> _DATA FOR PROCESSING_:
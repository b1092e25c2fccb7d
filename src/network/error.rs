//! HTTP error mapping

use axum::extract::rejection::{JsonRejection, QueryRejection};
use axum::http::StatusCode;
use axum::response::{IntoResponse, Response};
use axum::Json;
use serde_json::json;

use crate::error::MultiverseError;
use crate::protocol::CommandType;

/// Error returned by HTTP handlers, rendered as `{"error": "..."}`
#[derive(Debug)]
pub enum ApiError {
    NotFound(String),
    BadRequest(String),
    /// Request body or query string rejected by an extractor
    Rejected(StatusCode, String),
    Internal(String),
}

impl ApiError {
    /// Map an engine error, phrasing lookups misses per command
    pub fn from_engine(kind: CommandType, err: MultiverseError) -> Self {
        match err {
            MultiverseError::CharacterNotFound(_) if kind == CommandType::Battle => {
                ApiError::NotFound("One or both characters do not exist".to_string())
            }
            MultiverseError::CharacterNotFound(_) => {
                ApiError::NotFound("Character not found".to_string())
            }
            e @ (MultiverseError::EmptyCollection | MultiverseError::NoData) => {
                ApiError::NotFound(e.to_string())
            }
            e @ MultiverseError::InvalidFilter(_) => ApiError::BadRequest(e.to_string()),
            e => {
                tracing::error!(command = kind.name(), error = %e, "Command failed");
                ApiError::Internal(e.to_string())
            }
        }
    }

    pub fn status(&self) -> StatusCode {
        match self {
            ApiError::NotFound(_) => StatusCode::NOT_FOUND,
            ApiError::BadRequest(_) => StatusCode::BAD_REQUEST,
            ApiError::Rejected(status, _) => *status,
            ApiError::Internal(_) => StatusCode::INTERNAL_SERVER_ERROR,
        }
    }
}

impl IntoResponse for ApiError {
    fn into_response(self) -> Response {
        let status = self.status();
        let message = match self {
            ApiError::NotFound(msg) | ApiError::BadRequest(msg) | ApiError::Rejected(_, msg) => msg,
            // Details stay in the server log
            ApiError::Internal(_) => "Internal error".to_string(),
        };

        (status, Json(json!({ "error": message }))).into_response()
    }
}

impl From<JsonRejection> for ApiError {
    fn from(rejection: JsonRejection) -> Self {
        ApiError::Rejected(rejection.status(), rejection.body_text())
    }
}

impl From<QueryRejection> for ApiError {
    fn from(rejection: QueryRejection) -> Self {
        ApiError::Rejected(rejection.status(), rejection.body_text())
    }
}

> _PROBLEM TO SOLVE_:
Word for word, write out every entry shown above.

> _EXPECTED ANSWER_:
repository b1092e25c2fccb7d
filename src/network/error.rs
//! HTTP error mapping

use axum::extract::rejection::{JsonRejection, QueryRejection};
use axum::http::StatusCode;
use axum::response::{IntoResponse, Response};
use axum::Json;
use serde_json::json;

use crate::error::MultiverseError;
use crate::protocol::CommandType;

/// Error returned by HTTP handlers, rendered as `{"error": "..."}`
#[derive(Debug)]
pub enum ApiError {
    NotFound(String),
    BadRequest(String),
    /// Request body or query string rejected by an extractor
    Rejected(StatusCode, String),
    Internal(String),
}

impl ApiError {
    /// Map an engine error, phrasing lookups misses per command
    pub fn from_engine(kind: CommandType, err: MultiverseError) -> Self {
        match err {
            MultiverseError::CharacterNotFound(_) if kind == CommandType::Battle => {
                ApiError::NotFound("One or both characters do not exist".to_string())
            }
            MultiverseError::CharacterNotFound(_) => {
                ApiError::NotFound("Character not found".to_string())
            }
            e @ (MultiverseError::EmptyCollection | MultiverseError::NoData) => {
                ApiError::NotFound(e.to_string())
            }
            e @ MultiverseError::InvalidFilter(_) => ApiError::BadRequest(e.to_string()),
            e => {
                tracing::error!(command = kind.name(), error = %e, "Command failed");
                ApiError::Internal(e.to_string())
            }
        }
    }

    pub fn status(&self) -> StatusCode {
        match self {
            ApiError::NotFound(_) => StatusCode::NOT_FOUND,
            ApiError::BadRequest(_) => StatusCode::BAD_REQUEST,
            ApiError::Rejected(status, _) => *status,
            ApiError::Internal(_) => StatusCode::INTERNAL_SERVER_ERROR,
        }
    }
}

impl IntoResponse for ApiError {
    fn into_response(self) -> Response {
        let status = self.status();
        let message = match self {
            ApiError::NotFound(msg) | ApiError::BadRequest(msg) | ApiError::Rejected(_, msg) => msg,
            // Details stay in the server log
            ApiError::Internal(_) => "Internal error".to_string(),
        };

        (status, Json(json!({ "error": message }))).into_response()
    }
}

impl From<JsonRejection> for ApiError {
    fn from(rejection: JsonRejection) -> Self {
        ApiError::Rejected(rejection.status(), rejection.body_text())
    }
}

impl From<QueryRejection> for ApiError {
    fn from(rejection: QueryRejection) -> Self {
        ApiError::Rejected(rejection.status(), rejection.body_text())
    }
}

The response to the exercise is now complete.